Ihre heutige Begegnung mit seiner Mutter und seiner Schwester hatte auf sie einen außerordentlichen Eindruck gemacht, der allerdings ihr selbst nicht recht klar war. Die Mitteilung, daß er mit ihnen völlig gebrochen habe, erfüllte sie mit Schrecken.
»Ich habe jetzt niemand auf der Welt als dich«, fügte er hinzu. »Laß uns unsern Weg zusammen gehen … Darum bin ich zu dir gekommen. Wir sind beide verflucht; so laß uns denn auch zusammen gehen.«
Seine Augen funkelten. ›Wie halb irrsinnig!‹ dachte nun Sonja ihrerseits.
»Wohin sollen wir denn gehen?« fragte sie angstvoll und wich unwillkürlich vor ihm zurück.

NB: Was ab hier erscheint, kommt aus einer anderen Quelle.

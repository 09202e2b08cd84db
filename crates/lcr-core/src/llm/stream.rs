//! Folding streamed chunks into one completion

use super::sse_decoder::SseEvent;
use super::types::{CompletionOutcome, TokenUsage};
use crate::error::{EvalError, EvalResult};
use serde_json::Value;

/// Accumulates one streamed response.
///
/// Content deltas are appended in arrival order. Usage is taken from the
/// last usage-bearing chunk: a later report replaces an earlier one.
#[derive(Debug, Default)]
pub struct StreamAccumulator {
    text: String,
    usage: TokenUsage,
    chunks: usize,
    done: bool,
}

impl StreamAccumulator {
    pub fn new() -> Self {
        Self::default()
    }

    /// Apply one SSE event. A payload that is not valid JSON, or an error
    /// object sent in-stream, fails the attempt.
    pub fn push_event(&mut self, event: &SseEvent) -> EvalResult<()> {
        if event.is_done() {
            self.done = true;
            return Ok(());
        }

        let chunk: Value = serde_json::from_str(&event.data).map_err(|e| {
            EvalError::transient(format!("Malformed stream chunk: {} ({})", e, event.data))
        })?;
        self.push_chunk(&chunk)
    }

    /// Apply one decoded `chat.completion.chunk` object
    pub fn push_chunk(&mut self, chunk: &Value) -> EvalResult<()> {
        if let Some(error) = chunk.get("error").filter(|e| !e.is_null()) {
            let message = error
                .get("message")
                .and_then(Value::as_str)
                .map(str::to_string)
                .unwrap_or_else(|| error.to_string());
            return Err(EvalError::transient(format!("Stream error: {}", message)));
        }

        self.chunks += 1;

        let content = chunk
            .get("choices")
            .and_then(Value::as_array)
            .and_then(|choices| choices.first())
            .and_then(|choice| choice.get("delta"))
            .and_then(|delta| delta.get("content"))
            .and_then(Value::as_str);
        if let Some(content) = content {
            self.text.push_str(content);
        }

        if let Some(usage) = chunk.get("usage").filter(|u| u.is_object()) {
            self.usage = TokenUsage {
                prompt_tokens: usage
                    .get("prompt_tokens")
                    .and_then(Value::as_u64)
                    .unwrap_or(0),
                completion_tokens: usage
                    .get("completion_tokens")
                    .and_then(Value::as_u64)
                    .unwrap_or(0),
            };
        }

        Ok(())
    }

    /// Whether the `[DONE]` terminator has been seen
    pub fn is_done(&self) -> bool {
        self.done
    }

    pub fn chunk_count(&self) -> usize {
        self.chunks
    }

    pub fn finish(self) -> CompletionOutcome {
        CompletionOutcome {
            text: self.text,
            usage: self.usage,
        }
    }
}
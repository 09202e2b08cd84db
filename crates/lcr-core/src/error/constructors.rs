//! Constructor methods for EvalError

use super::types::EvalError;

impl EvalError {
    /// Create a new configuration error
    pub fn config(message: impl Into<String>) -> Self {
        Self::Config {
            message: message.into(),
            context: None,
        }
    }

    /// Create a configuration error with context
    pub fn config_with_context(message: impl Into<String>, context: impl Into<String>) -> Self {
        Self::Config {
            message: message.into(),
            context: Some(context.into()),
        }
    }

    /// Create a failure for one attempt of a model call
    pub fn transient(message: impl Into<String>) -> Self {
        Self::TransientCall {
            message: message.into(),
            status_code: None,
        }
    }

    /// Create a failure for one attempt that received an HTTP error status
    pub fn transient_with_status(message: impl Into<String>, status_code: u16) -> Self {
        Self::TransientCall {
            message: message.into(),
            status_code: Some(status_code),
        }
    }

    /// Wrap the last attempt's description once retries are exhausted
    pub fn terminal_call(attempts: u32, message: impl Into<String>) -> Self {
        Self::TerminalCall {
            attempts,
            message: message.into(),
        }
    }

    /// Create a corrupt line error
    pub fn corrupt_line(line_number: usize, message: impl Into<String>) -> Self {
        Self::CorruptLine {
            line_number,
            message: message.into(),
        }
    }

    /// Create an IO error with the offending path
    pub fn io_with_path(message: impl Into<String>, path: impl Into<String>) -> Self {
        Self::Io {
            message: message.into(),
            path: Some(path.into()),
        }
    }

    /// Create a new storage error
    pub fn storage(message: impl Into<String>) -> Self {
        Self::Storage {
            message: message.into(),
        }
    }

    /// Create a new internal error
    pub fn internal(message: impl Into<String>) -> Self {
        Self::Internal {
            message: message.into(),
        }
    }
}
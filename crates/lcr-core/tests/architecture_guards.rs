//! Architecture guard tests for the lcr-bench workspace.
//!
//! These tests scan source files to enforce design-level consistency:
//! - Error handling style (thiserror vs hand-written Display)
//! - No `Result<_, String>` in lcr-core
//! - No `unwrap()`/`expect()` outside test code in lcr-core
//! - File size limits
//! - No bare generic type names for public types
//!
//! Run: `cargo test --package lcr-core --test architecture_guards -- --nocapture`

use std::collections::HashSet;
use std::fs;
use std::path::{Path, PathBuf};

// ---------------------------------------------------------------------------
// Helpers
// ---------------------------------------------------------------------------

/// Walk `dir` recursively, collecting .rs files that pass `filter`.
fn collect_rs_files(dir: &Path, filter: &dyn Fn(&Path) -> bool) -> Vec<PathBuf> {
    walkdir(dir)
        .into_iter()
        .filter(|entry| entry.extension().is_some_and(|e| e == "rs") && filter(entry))
        .collect()
}

/// Simple recursive directory walk (no external dep).
fn walkdir(dir: &Path) -> Vec<PathBuf> {
    let mut files = Vec::new();
    if let Ok(entries) = fs::read_dir(dir) {
        for entry in entries.flatten() {
            let path = entry.path();
            if path.is_dir() {
                files.extend(walkdir(&path));
            } else {
                files.push(path);
            }
        }
    }
    files
}

/// Return the workspace root (two levels up from lcr-core/tests/).
fn workspace_root() -> PathBuf {
    let manifest = PathBuf::from(env!("CARGO_MANIFEST_DIR")); // crates/lcr-core
    manifest
        .parent() // crates/
        .and_then(|p| p.parent()) // workspace root
        .expect("cannot determine workspace root")
        .to_path_buf()
}

fn is_test_file(path: &Path) -> bool {
    let s = path.to_string_lossy();
    s.contains("/tests/") || s.ends_with("/tests.rs") || s.ends_with("_test.rs")
}

/// Strip the workspace root prefix for display.
fn rel(path: &Path, root: &Path) -> String {
    path.strip_prefix(root)
        .unwrap_or(path)
        .to_string_lossy()
        .into_owned()
}

/// The part of a source file before its `#[cfg(test)]` module.
fn non_test_source(content: &str) -> &str {
    content
        .find("#[cfg(test)]")
        .map_or(content, |pos| &content[..pos])
}

fn report(title: &str, hint: &str, violations: &[(String, usize, String)]) {
    if violations.is_empty() {
        return;
    }
    let mut msg = format!("\n{title}\n{hint}\n\n");
    for (file, line, text) in violations {
        msg.push_str(&format!("  {}:{} -> {}\n", file, line, text));
    }
    msg.push_str("\nAdd to allowlist in architecture_guards.rs if intentional.\n");
    panic!("{msg}");
}

// ---------------------------------------------------------------------------
// RS-ERR-01: Error types must use thiserror, no hand-written Display
// ---------------------------------------------------------------------------

#[test]
fn test_error_types_use_thiserror() {
    let root = workspace_root();

    // `ErrorKind` is a plain discriminant with a stable name, not an error.
    let allowlist: HashSet<&str> = ["crates/lcr-core/src/error/types.rs"].into_iter().collect();

    let files = collect_rs_files(&root.join("crates"), &|p| !is_test_file(p));
    let mut violations = Vec::new();

    for file in &files {
        let Ok(content) = fs::read_to_string(file) else {
            continue;
        };
        let relative = rel(file, &root);
        if allowlist.contains(relative.as_str()) {
            continue;
        }
        for (i, line) in content.lines().enumerate() {
            let trimmed = line.trim();
            if trimmed.starts_with("impl")
                && trimmed.contains("Display for")
                && trimmed.contains("Error")
            {
                violations.push((relative.clone(), i + 1, trimmed.to_string()));
            }
        }
    }

    report(
        "[RS-ERR-01] Hand-written Display for Error types detected.",
        "Use #[derive(thiserror::Error)] instead.",
        &violations,
    );
}

// ---------------------------------------------------------------------------
// RS-ERR-02: No Result<_, String> in lcr-core (use EvalError/thiserror)
// ---------------------------------------------------------------------------

#[test]
fn test_no_result_string_in_core() {
    let root = workspace_root();
    let files = collect_rs_files(&root.join("crates/lcr-core/src"), &|p| !is_test_file(p));
    let mut violations = Vec::new();

    for file in &files {
        let Ok(content) = fs::read_to_string(file) else {
            continue;
        };
        let relative = rel(file, &root);
        for (i, line) in non_test_source(&content).lines().enumerate() {
            let trimmed = line.trim();
            if trimmed.starts_with("//") {
                continue;
            }
            if let Some(result_pos) = trimmed.find("Result<") {
                let after_result = &trimmed[result_pos..];
                if after_result.contains(", String>") || after_result.contains(",String>") {
                    violations.push((relative.clone(), i + 1, trimmed.to_string()));
                }
            }
        }
    }

    report(
        "[RS-ERR-02] Result<_, String> found in lcr-core.",
        "Use EvalResult / EvalError instead.",
        &violations,
    );
}

// ---------------------------------------------------------------------------
// RS-ERR-03: No unwrap()/expect() in lcr-core library code
// ---------------------------------------------------------------------------

#[test]
fn test_no_unwrap_in_core() {
    let root = workspace_root();
    let files = collect_rs_files(&root.join("crates/lcr-core/src"), &|p| !is_test_file(p));
    let mut violations = Vec::new();

    for file in &files {
        let Ok(content) = fs::read_to_string(file) else {
            continue;
        };
        let relative = rel(file, &root);
        for (i, line) in non_test_source(&content).lines().enumerate() {
            let trimmed = line.trim();
            if trimmed.starts_with("//") {
                continue;
            }
            if trimmed.contains(".unwrap()") || trimmed.contains(".expect(") {
                violations.push((relative.clone(), i + 1, trimmed.to_string()));
            }
        }
    }

    report(
        "[RS-ERR-03] unwrap()/expect() in lcr-core library code.",
        "Propagate an EvalError with `?` instead.",
        &violations,
    );
}

// ---------------------------------------------------------------------------
// RS-SIZE-01: File size limits (500 lines for non-test files)
// ---------------------------------------------------------------------------

#[test]
fn test_file_size_limits() {
    const MAX_LINES: usize = 500;

    let root = workspace_root();
    let files = collect_rs_files(&root.join("crates"), &|p| !is_test_file(p));
    let mut violations = Vec::new();

    for file in &files {
        let Ok(content) = fs::read_to_string(file) else {
            continue;
        };
        let line_count = content.lines().count();
        if line_count > MAX_LINES {
            violations.push((rel(file, &root), line_count, String::from("split into submodules")));
        }
    }

    report(
        "[RS-SIZE-01] Files exceeding the line limit.",
        &format!("Keep files under {MAX_LINES} lines."),
        &violations,
    );
}

// ---------------------------------------------------------------------------
// RS-NAME-01: No bare generic type names for public types
// ---------------------------------------------------------------------------

#[test]
fn test_no_bare_generic_type_names() {
    let root = workspace_root();
    let bare_names: HashSet<&str> = ["Error", "Config", "Status", "Result", "Context", "Record"]
        .into_iter()
        .collect();

    let files = collect_rs_files(&root.join("crates"), &|p| !is_test_file(p));
    let mut violations = Vec::new();

    for file in &files {
        let Ok(content) = fs::read_to_string(file) else {
            continue;
        };
        let relative = rel(file, &root);
        for (i, line) in content.lines().enumerate() {
            let trimmed = line.trim();
            if !trimmed.starts_with("pub struct") && !trimmed.starts_with("pub enum") {
                continue;
            }
            let type_name = trimmed
                .trim_start_matches("pub struct ")
                .trim_start_matches("pub enum ")
                .split(|c: char| !c.is_alphanumeric() && c != '_')
                .next()
                .unwrap_or("");
            if bare_names.contains(type_name) {
                violations.push((relative.clone(), i + 1, trimmed.to_string()));
            }
        }
    }

    report(
        "[RS-NAME-01] Bare generic type names detected for public types.",
        "Use a domain prefix: EvalError, RunConfig, ResultRecord, etc.",
        &violations,
    );
}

»Wie kann ich das wissen? Ich weiß nur, daß derselbe Weg vor uns liegt; das weiß ich sicher – weiter nichts. Wir haben das gleiche Ziel.«
Verständnislos sah sie ihn an. Sie verstand nur das eine, daß er tief unglücklich, grenzenlos unglücklich war.
»Wenn du zu andern Menschen so sprichst, wie du zu mir gesprochen hast, so wird dich niemand verstehen«, fuhr er fort, »aber ich habe dich verstanden. Du bist mir unentbehrlich; darum bin ich zu dir gekommen.«
»Ich verstehe Sie nicht«, flüsterte Sonja.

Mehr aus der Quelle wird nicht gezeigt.